Records shown below:

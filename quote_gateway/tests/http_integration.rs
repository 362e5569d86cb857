//! Gateway HTTP endpoint tests against fake and real generators.

use axum::{
    body::Body,
    http::{Method, Request, StatusCode, header},
};
use quote_common::wire::{FrameReader, write_frame};
use quote_common::{CancelToken, Quote, StreamRequest};
use quote_gateway::api::create_router;
use quote_gateway::{GatewayConfig, SnapshotCollector};
use quote_server::{FixedPerturbation, PriceState, QuoteGenerator, QuoteServer};
use serde_json::{Value, json};
use std::io::Write;
use std::net::{SocketAddr, TcpListener};
use std::sync::Arc;
use std::thread;
use std::time::Duration;
use tower::ServiceExt;

fn router_for(addr: SocketAddr, symbols: &[&str], window: Duration) -> axum::Router {
    create_router(Arc::new(SnapshotCollector::new(GatewayConfig {
        generator_addr: addr.to_string(),
        symbols: symbols.iter().map(|s| s.to_string()).collect(),
        window,
    })))
}

async fn send(app: axum::Router, method: Method) -> (StatusCode, axum::http::HeaderMap, Vec<u8>) {
    let response = app
        .oneshot(
            Request::builder()
                .method(method)
                .uri("/quotes")
                .body(Body::empty())
                .unwrap(),
        )
        .await
        .unwrap();
    let status = response.status();
    let headers = response.headers().clone();
    let body = axum::body::to_bytes(response.into_body(), usize::MAX)
        .await
        .unwrap();
    (status, headers, body.to_vec())
}

/// Accepts one subscriber, replays `quotes`, then hangs up.
fn fake_generator(quotes: Vec<Quote>) -> SocketAddr {
    let listener = TcpListener::bind("127.0.0.1:0").unwrap();
    let addr = listener.local_addr().unwrap();
    thread::spawn(move || {
        let (mut conn, _) = listener.accept().unwrap();
        let mut reader = FrameReader::new(conn.try_clone().unwrap());
        let _: StreamRequest = reader.read_frame().unwrap();
        for quote in &quotes {
            write_frame(&mut conn, quote).unwrap();
        }
        conn.flush().unwrap();
    });
    addr
}

#[tokio::test]
async fn reduces_stream_to_latest_quote_per_symbol() {
    let addr = fake_generator(vec![
        Quote::new("BTC", 100.0, 1),
        Quote::new("BTC", 101.0, 2),
        Quote::new("ETH", 50.0, 3),
    ]);
    let app = router_for(addr, &["BTC", "ETH"], Duration::from_secs(3));

    let (status, headers, body) = send(app, Method::GET).await;
    assert_eq!(status, StatusCode::OK);
    assert_eq!(headers[header::ACCESS_CONTROL_ALLOW_ORIGIN], "*");

    let json: Value = serde_json::from_slice(&body).unwrap();
    let mut quotes = json.as_array().unwrap().clone();
    quotes.sort_by_key(|q| q["symbol"].as_str().unwrap().to_string());
    assert_eq!(
        quotes,
        vec![
            json!({"symbol": "BTC", "price": 101.0, "timestamp": 2}),
            json!({"symbol": "ETH", "price": 50.0, "timestamp": 3}),
        ]
    );
}

#[tokio::test]
async fn silent_generator_gives_empty_list() {
    let addr = fake_generator(Vec::new());
    let app = router_for(addr, &["BTC"], Duration::from_secs(1));

    let (status, _, body) = send(app, Method::GET).await;
    assert_eq!(status, StatusCode::OK);
    assert_eq!(serde_json::from_slice::<Value>(&body).unwrap(), json!([]));
}

#[tokio::test]
async fn unreachable_generator_is_500() {
    let addr = {
        let listener = TcpListener::bind("127.0.0.1:0").unwrap();
        listener.local_addr().unwrap()
    };
    let app = router_for(addr, &["BTC"], Duration::from_secs(1));

    let (status, headers, body) = send(app, Method::GET).await;
    assert_eq!(status, StatusCode::INTERNAL_SERVER_ERROR);
    assert_eq!(headers[header::ACCESS_CONTROL_ALLOW_ORIGIN], "*");
    let json: Value = serde_json::from_slice(&body).unwrap();
    assert!(json["error"].is_string());
}

#[tokio::test]
async fn options_short_circuits_with_204() {
    // No generator behind it: the handler must not run.
    let addr = {
        let listener = TcpListener::bind("127.0.0.1:0").unwrap();
        listener.local_addr().unwrap()
    };
    let app = router_for(addr, &["BTC"], Duration::from_secs(1));

    let (status, headers, body) = send(app, Method::OPTIONS).await;
    assert_eq!(status, StatusCode::NO_CONTENT);
    assert!(body.is_empty());
    assert_eq!(headers[header::ACCESS_CONTROL_ALLOW_ORIGIN], "*");
    assert_eq!(
        headers[header::ACCESS_CONTROL_ALLOW_METHODS],
        "GET, POST, OPTIONS"
    );
    assert_eq!(headers[header::ACCESS_CONTROL_ALLOW_HEADERS], "Content-Type");
}

#[tokio::test]
async fn real_generator_window_returns_requested_symbols_only() {
    let state = PriceState::new([("SBER", 275.50), ("BTC", 95400.0), ("ETH", 2650.20)]).unwrap();
    let generator = Arc::new(QuoteGenerator::new(
        state,
        Box::new(FixedPerturbation(0.0)),
        Duration::from_millis(20),
    ));
    let server = QuoteServer::bind("127.0.0.1:0", generator).unwrap();
    let addr = server.local_addr().unwrap();
    let cancel = CancelToken::new();
    server.spawn(cancel.clone());

    let app = router_for(addr, &["BTC", "SBER", "DOGE"], Duration::from_millis(300));
    let (status, _, body) = send(app, Method::GET).await;
    cancel.cancel();

    assert_eq!(status, StatusCode::OK);
    let quotes: Vec<Quote> = serde_json::from_slice(&body).unwrap();
    let symbols: Vec<&str> = quotes.iter().map(|q| q.symbol.as_str()).collect();
    assert_eq!(symbols, vec!["BTC", "SBER"]);
    assert_eq!(quotes[0].price, 95400.0);
    assert_eq!(quotes[1].price, 275.50);
}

End of Records shown.

-- Requirement --
Extract exactly the leading lines of the data, stopping at and including the line with "let status = response.status();".

-- Task response --
filename quote_gateway/tests/http_integration.rs
repository 362e5569d86cb857
//! Gateway HTTP endpoint tests against fake and real generators.

use axum::{
    body::Body,
    http::{Method, Request, StatusCode, header},
};
use quote_common::wire::{FrameReader, write_frame};
use quote_common::{CancelToken, Quote, StreamRequest};
use quote_gateway::api::create_router;
use quote_gateway::{GatewayConfig, SnapshotCollector};
use quote_server::{FixedPerturbation, PriceState, QuoteGenerator, QuoteServer};
use serde_json::{Value, json};
use std::io::Write;
use std::net::{SocketAddr, TcpListener};
use std::sync::Arc;
use std::thread;
use std::time::Duration;
use tower::ServiceExt;

fn router_for(addr: SocketAddr, symbols: &[&str], window: Duration) -> axum::Router {
    create_router(Arc::new(SnapshotCollector::new(GatewayConfig {
        generator_addr: addr.to_string(),
        symbols: symbols.iter().map(|s| s.to_string()).collect(),
        window,
    })))
}

async fn send(app: axum::Router, method: Method) -> (StatusCode, axum::http::HeaderMap, Vec<u8>) {
    let response = app
        .oneshot(
            Request::builder()
                .method(method)
                .uri("/quotes")
                .body(Body::empty())
                .unwrap(),
        )
        .await
        .unwrap();
    let status = response.status();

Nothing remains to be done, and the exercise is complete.